"Regulators at the Federal Reserve, Securities and Exchange Commission and beyond have increasingly concluded that they need more power to gather information about what kinds of risks hedge funds are taking and what risks they pose to the financial system as a whole.
Using its existing legal authority, the SEC attempted to require hedge funds to register as investment advisers, but a court ruled against that decision in 2006. In congressional testimony Thursday, SEC Chairman Christopher Cox said the agency wants lawmakers to grant it that authority explicitly. He also said he would favor folding the Commodity Futures Trading Commission, an independent agency that regulates futures markets, into the SEC to better coordinate regulation."
Here's my comment:
This is a real problem, which is why regulation to aimed at basic concepts like transparency and collateralization, things that the industry itself recognizes.

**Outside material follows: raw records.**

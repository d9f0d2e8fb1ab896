//! Ranked top-N listings over a counter snapshot.

use crate::card::Card;
use crate::catalog::Catalog;
use crate::tally::CounterSnapshot;

/// Named orderings for popularity listings.
#[derive(Debug, Clone, Copy, PartialEq, Eq)]
pub enum RankOrder {
    /// Descending net score (`liked - disliked`).
    Top,
    /// Descending engagement-to-consensus ratio
    /// (`(liked + disliked) / max(|liked - disliked|, 1)`).
    Controversial,
    /// Ascending net score.
    Worst,
}

impl RankOrder {
    fn score(self, liked: u32, disliked: u32) -> i64 {
        let liked = i64::from(liked);
        let disliked = i64::from(disliked);
        match self {
            RankOrder::Top | RankOrder::Worst => liked - disliked,
            RankOrder::Controversial => (liked + disliked) / (liked - disliked).abs().max(1),
        }
    }

    const fn ascending(self) -> bool {
        matches!(self, RankOrder::Worst)
    }
}

/// One row of a ranked listing.
#[derive(Debug, Clone)]
pub struct RankedCard<'a> {
    pub card: &'a Card,
    pub liked: u32,
    pub disliked: u32,
    pub score: i64,
}

/// Rank the whole catalog under the given ordering and keep the first
/// `n` rows. Ties break by card name so identical snapshots always
/// produce identical listings.
pub fn ranked<'a>(
    catalog: &'a Catalog,
    snapshot: &CounterSnapshot,
    order: RankOrder,
    n: usize,
) -> Vec<RankedCard<'a>> {
    let mut rows: Vec<RankedCard<'a>> = catalog
        .cards()
        .iter()
        .enumerate()
        .map(|(pos, card)| {
            let liked = snapshot.liked(pos);
            let disliked = snapshot.disliked(pos);
            RankedCard {
                card,
                liked,
                disliked,
                score: order.score(liked, disliked),
            }
        })
        .collect();

    rows.sort_by(|a, b| {
        let by_score = if order.ascending() {
            a.score.cmp(&b.score)
        } else {
            b.score.cmp(&a.score)
        };
        by_score.then_with(|| a.card.name.cmp(&b.card.name))
    });
    rows.truncate(n);
    rows
}
#[cfg(test)]
mod tests {
    use super::*;

    fn card(name: &str, type_line: &str, oracle: &str) -> Card {
        Card {
            id: CardId::random(),
            name: name.to_string(),
            colors: ColorSet::COLORLESS,
            type_line: type_line.to_string(),
            bucket: TypeBucket::from_type_line(type_line),
            legalities: HashMap::from([(Format::Commander, Legality::Legal)]),
            rarity: Rarity::Rare,
            artist: String::new(),
            set_code: "tst".to_string(),
            mana_value: 3,
            layout: "normal".to_string(),
            oracle_text: oracle.to_string(),
            promo: false,
            digital: false,
        }
    }

    #[test]
    fn test_type_bucket_supertype_half() {
        assert_eq!(
            TypeBucket::from_type_line("Creature — Goblin Wizard"),
            TypeBucket::Creature
        );
        assert_eq!(
            TypeBucket::from_type_line("Legendary Artifact Creature — Golem"),
            TypeBucket::Creature
        );
        assert_eq!(TypeBucket::from_type_line("Basic Land — Island"), TypeBucket::Land);
        assert_eq!(TypeBucket::from_type_line("Tribal Instant — Elf"), TypeBucket::Instant);
        assert_eq!(TypeBucket::from_type_line("Conspiracy"), TypeBucket::Misc);
        assert_eq!(TypeBucket::from_type_line(""), TypeBucket::Misc);
    }

    #[test]
    fn test_legality_feed_values() {
        assert_eq!(Legality::from_feed_value("legal"), Legality::Legal);
        assert_eq!(Legality::from_feed_value("banned"), Legality::Illegal);
        assert_eq!(Legality::from_feed_value("restricted"), Legality::Illegal);
        assert_eq!(Legality::from_feed_value("not_legal"), Legality::NotPrinted);
    }

    #[test]
    fn test_unknown_format_keys_are_skipped() {
        assert_eq!(Format::from_feed_key("gladiator"), None);
        assert_eq!(Format::from_feed_key("commander"), Some(Format::Commander));
    }

    #[test]
    fn test_commander_eligibility_legendary_creature() {
        let yes = card("Kels", "Legendary Creature — Human", "");
        assert!(yes.is_commander_eligible());

        let plain = card("Bears", "Creature — Bear", "");
        assert!(!plain.is_commander_eligible());
    }

    #[test]
    fn test_commander_eligibility_planeswalker_text() {
        let yes = card(
            "Teferi",
            "Legendary Planeswalker — Teferi",
            "Teferi can be your commander.",
        );
        assert!(yes.is_commander_eligible());

        let no = card("Jace", "Legendary Planeswalker — Jace", "Draw a card.");
        assert!(!no.is_commander_eligible());
    }

    #[test]
    fn test_commander_eligibility_requires_legality() {
        let mut c = card("Kels", "Legendary Creature — Human", "");
        c.legalities
            .insert(Format::Commander, Legality::Illegal);
        assert!(!c.is_commander_eligible());

        let mut meld = card("Brisela", "Legendary Creature — Angel", "");
        meld.layout = "meld".to_string();
        assert!(!meld.is_commander_eligible());
    }

    #[test]
    fn test_categories() {
        let mut c = card("Chicken", "Creature — Chicken", "");
        c.set_code = "ugl".to_string();
        assert!(c.has_category(Category::Silly));
        assert!(!c.has_category(Category::Promo));

        c.layout = "token".to_string();
        assert!(c.has_category(Category::Token));

        let basic = card("Island", "Basic Land — Island", "");
        assert!(basic.has_category(Category::BasicLand));
    }

    #[test]
    fn test_raw_card_image_and_oracle_fallback() {
        let json = r#"{
            "id": "6f442fa9-3397-4718-8e4a-359f4f7bbedb",
            "name": "Delver of Secrets",
            "lang": "en",
            "type_line": "Creature — Human Wizard // Creature — Human Insect",
            "rarity": "common",
            "set": "isd",
            "layout": "transform",
            "card_faces": [
                {"oracle_text": "At the beginning of your upkeep, look at the top card.",
                 "image_uris": {"normal": "https://img/front.jpg"}},
                {"oracle_text": "Flying.",
                 "image_uris": {"normal": "https://img/back.jpg"}}
            ]
        }"#;
        let raw: RawCard = serde_json::from_str(json).unwrap();
        assert!(raw.has_image());
        assert!(raw.full_oracle_text().contains("Flying."));

        let bare = r#"{
            "id": "47eea618-e311-4147-9809-24b23be3e303",
            "name": "Textless",
            "rarity": "rare",
            "set": "tst"
        }"#;
        let raw: RawCard = serde_json::from_str(bare).unwrap();
        assert!(!raw.has_image());
        assert_eq!(raw.full_oracle_text(), "");
    }
}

"Those gathered in London had mixed views on greater regulation. Roman, the executive at GLG Partners, said greater regulation of hedge funds was "long overdue." He said "someone can graduate from college on a Friday and start a hedge fund on Monday."
But Borges said the current political clamor for more regulation could backfire and hurt the economy. "We are not saying that we need zero regulation," he said. "We just need better regulation."
Again, the regulations should simply focus on making the trade clear and solvent.
Let's be honest: We also need better investors.